Toward the close of January, 1810, the conclusion of a matrimonial alliance to take place between Napoleon and the Archduchess Marie-Louise was made public in Paris. The ceremony was to be performed by proxy at Vienna in the early part of March; the Archduke Charles being chosen to represent Napoleon on this occasion, and Berthier was the ambassador extraordinary named to ask formally the hand of the princess. The subsequent fêtes at Paris were to vie in splendor with those given at Vienna. Napoleon wished to surround himself with all the members of the Sacred College; a large number had already been summoned to Paris soon after the Pope's captivity; they had been ordered to partake in the festivities of the capital, and we regret to say that they complied.
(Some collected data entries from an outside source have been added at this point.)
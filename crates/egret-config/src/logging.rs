use serde::{Deserialize, Serialize};
use strum::{Display, EnumString};

/// Supported logging output formats.
#[derive(
    Debug, Clone, Copy, Default, Deserialize, Serialize, PartialEq, Eq, EnumString, Display,
)]
#[serde(rename_all = "snake_case")]
#[strum(serialize_all = "snake_case", ascii_case_insensitive)]
pub enum LogFormat {
    /// Human-readable single line output.
    #[default]
    Compact,
    /// Structured JSON for log collectors.
    Json,
}

/// Errors encountered while parsing a [`LogFormat`] from text.
pub type LogFormatParseError = strum::ParseError;
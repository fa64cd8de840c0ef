use camino::Utf8Path;

use crate::logging::LogFormat;

/// Default log filter expression used by the binary.
pub const DEFAULT_LOG_FILTER: &str = "warn";

/// Engine executable looked up on `PATH` when none is configured.
pub const DEFAULT_ENGINE_PROGRAM: &str = "egret-engine";

/// Default log filter expression used by the binary.
#[must_use]
pub const fn default_log_filter() -> &'static str {
    DEFAULT_LOG_FILTER
}

/// Default logging format; diagnostics share the terminal with the report,
/// so they stay on one line each.
#[must_use]
pub const fn default_log_format() -> LogFormat {
    LogFormat::Compact
}

/// Default analysis engine executable.
#[must_use]
pub fn default_engine_program() -> &'static Utf8Path {
    Utf8Path::new(DEFAULT_ENGINE_PROGRAM)
}
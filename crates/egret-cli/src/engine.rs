//! Drives the analysis engine as a child process.
//!
//! [`CommandEngine`] implements [`AnalysisEngine`] by running the configured
//! executable with the request encoded as flags:
//!
//! ```text
//! <program> [engine_args...] --regex <pattern> --base-substring <text>
//!           [--check] [--debug] [--stats]
//! ```
//!
//! The engine writes its result to stdout either as a JSON array of strings,
//! which preserves entries that span several lines, or as plain text with one
//! entry per line. Whatever it writes to stderr is logged.

use std::process::{Command, Stdio};
use std::sync::Arc;

use camino::Utf8PathBuf;
use egret_config::Config;
use egret_core::{AnalysisEngine, EngineError, EngineMode, EngineRequest};
use tracing::debug;

const ENGINE_TARGET: &str = "egret_cli::engine";

/// Runs the engine executable once per request.
#[derive(Debug, Clone, PartialEq, Eq)]
pub struct CommandEngine {
    program: Utf8PathBuf,
    args: Vec<String>,
}

impl CommandEngine {
    /// Creates an engine adapter for `program`, passing `args` first on every
    /// invocation.
    #[must_use]
    pub const fn new(program: Utf8PathBuf, args: Vec<String>) -> Self {
        Self { program, args }
    }

    /// Creates the adapter described by the configuration.
    #[must_use]
    pub fn from_config(config: &Config) -> Self {
        Self::new(
            config.engine_program().to_path_buf(),
            config.engine_args().to_vec(),
        )
    }

    fn command(&self, request: &EngineRequest) -> Command {
        let mut command = Command::new(self.program.as_std_path());
        command
            .args(&self.args)
            .args(request_arguments(request))
            .stdin(Stdio::null())
            .stdout(Stdio::piped())
            .stderr(Stdio::piped());
        command
    }
}

impl AnalysisEngine for CommandEngine {
    fn run(&self, request: &EngineRequest) -> Result<Vec<String>, EngineError> {
        debug!(
            target: ENGINE_TARGET,
            program = %self.program,
            mode = ?request.mode,
            "spawning analysis engine"
        );
        let output = self
            .command(request)
            .output()
            .map_err(|source| EngineError::Spawn {
                program: self.program.to_string(),
                source: Arc::new(source),
            })?;

        if !output.stderr.is_empty() {
            debug!(
                target: ENGINE_TARGET,
                stderr = %String::from_utf8_lossy(&output.stderr),
                "analysis engine wrote to stderr"
            );
        }
        if !output.status.success() {
            return Err(EngineError::NonZeroExit {
                program: self.program.to_string(),
                status: output.status.code().unwrap_or(-1),
            });
        }

        let stdout = String::from_utf8(output.stdout).map_err(|_| EngineError::InvalidUtf8)?;
        let entries = parse_entries(&stdout);
        debug!(target: ENGINE_TARGET, entries = entries.len(), "analysis engine finished");
        Ok(entries)
    }
}

/// Encodes a request as engine flags.
pub(crate) fn request_arguments(request: &EngineRequest) -> Vec<String> {
    let mut arguments = vec![
        String::from("--regex"),
        request.pattern.clone(),
        String::from("--base-substring"),
        request.base_substring.clone(),
    ];
    if request.mode == EngineMode::Check {
        arguments.push(String::from("--check"));
    }
    if request.debug {
        arguments.push(String::from("--debug"));
    }
    if request.stats {
        arguments.push(String::from("--stats"));
    }
    arguments
}

/// Splits engine stdout into entries.
pub(crate) fn parse_entries(stdout: &str) -> Vec<String> {
    if stdout.trim_start().starts_with('[')
        && let Ok(entries) = serde_json::from_str::<Vec<String>>(stdout)
    {
        return entries;
    }
    stdout.lines().map(str::to_owned).collect()
}

#[cfg(test)]
mod tests {
    use rstest::rstest;

    use super::*;

    #[test]
    fn check_request_is_encoded_as_flags() {
        let request = EngineRequest::new("a+", EngineMode::Check)
            .with_base_substring("seed")
            .with_diagnostics(false, true);
        assert_eq!(
            request_arguments(&request),
            ["--regex", "a+", "--base-substring", "seed", "--check", "--stats"]
        );
    }

    #[test]
    fn generate_request_omits_the_check_flag() {
        let request = EngineRequest::new("a+", EngineMode::Generate).with_diagnostics(true, false);
        assert_eq!(
            request_arguments(&request),
            ["--regex", "a+", "--base-substring", "evil", "--debug"]
        );
    }

    #[rstest]
    #[case::lines("Alert\nBEGIN\n\nevil\n", &["Alert", "BEGIN", "", "evil"])]
    #[case::json_array(r#"["one\ntwo", "BEGIN", "evil"]"#, &["one\ntwo", "BEGIN", "evil"])]
    #[case::bracket_text("[abc]\nBEGIN\n", &["[abc]", "BEGIN"])]
    #[case::empty("", &[])]
    fn stdout_is_split_into_entries(#[case] stdout: &str, #[case] expected: &[&str]) {
        assert_eq!(parse_entries(stdout), expected);
    }

    #[test]
    fn from_config_uses_the_configured_program() {
        let config = Config::default().with_engine("/opt/engine", vec![String::from("-q")]);
        let engine = CommandEngine::from_config(&config);
        assert_eq!(
            engine,
            CommandEngine::new(Utf8PathBuf::from("/opt/engine"), vec![String::from("-q")])
        );
    }

    #[test]
    fn missing_program_is_a_spawn_error() {
        let engine = CommandEngine::new(
            Utf8PathBuf::from("/nonexistent/egret-engine-for-tests"),
            Vec::new(),
        );
        let error = engine
            .run(&EngineRequest::new("a", EngineMode::Generate))
            .expect_err("program does not exist");
        assert!(matches!(error, EngineError::Spawn { .. }));
    }
}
Rome, it must not be forgotten, was now called a French provincial town; Napoleon was progressing on to become the emperor of the West, with the Pope, the spiritual father of Christendom, as his satellite. The other cardinals in Rome were called to Paris. Some found pretexts for delaying obedience; Cardinals Consalvi and di Pietro replied that they could not think of leaving without the Pope's permission, but would immediately refer to him, at the same time declining the pension offered in Paris. After the lapse of a few days an express order enjoined them to quit Rome within twenty-four hours. They alleged that no answer had yet arrived from the Pope. But at the expiration of the period fixed, French soldiers visited their houses to carry them off by force. Yielding to violence they departed, and reached Paris together on the 20th January, 1810.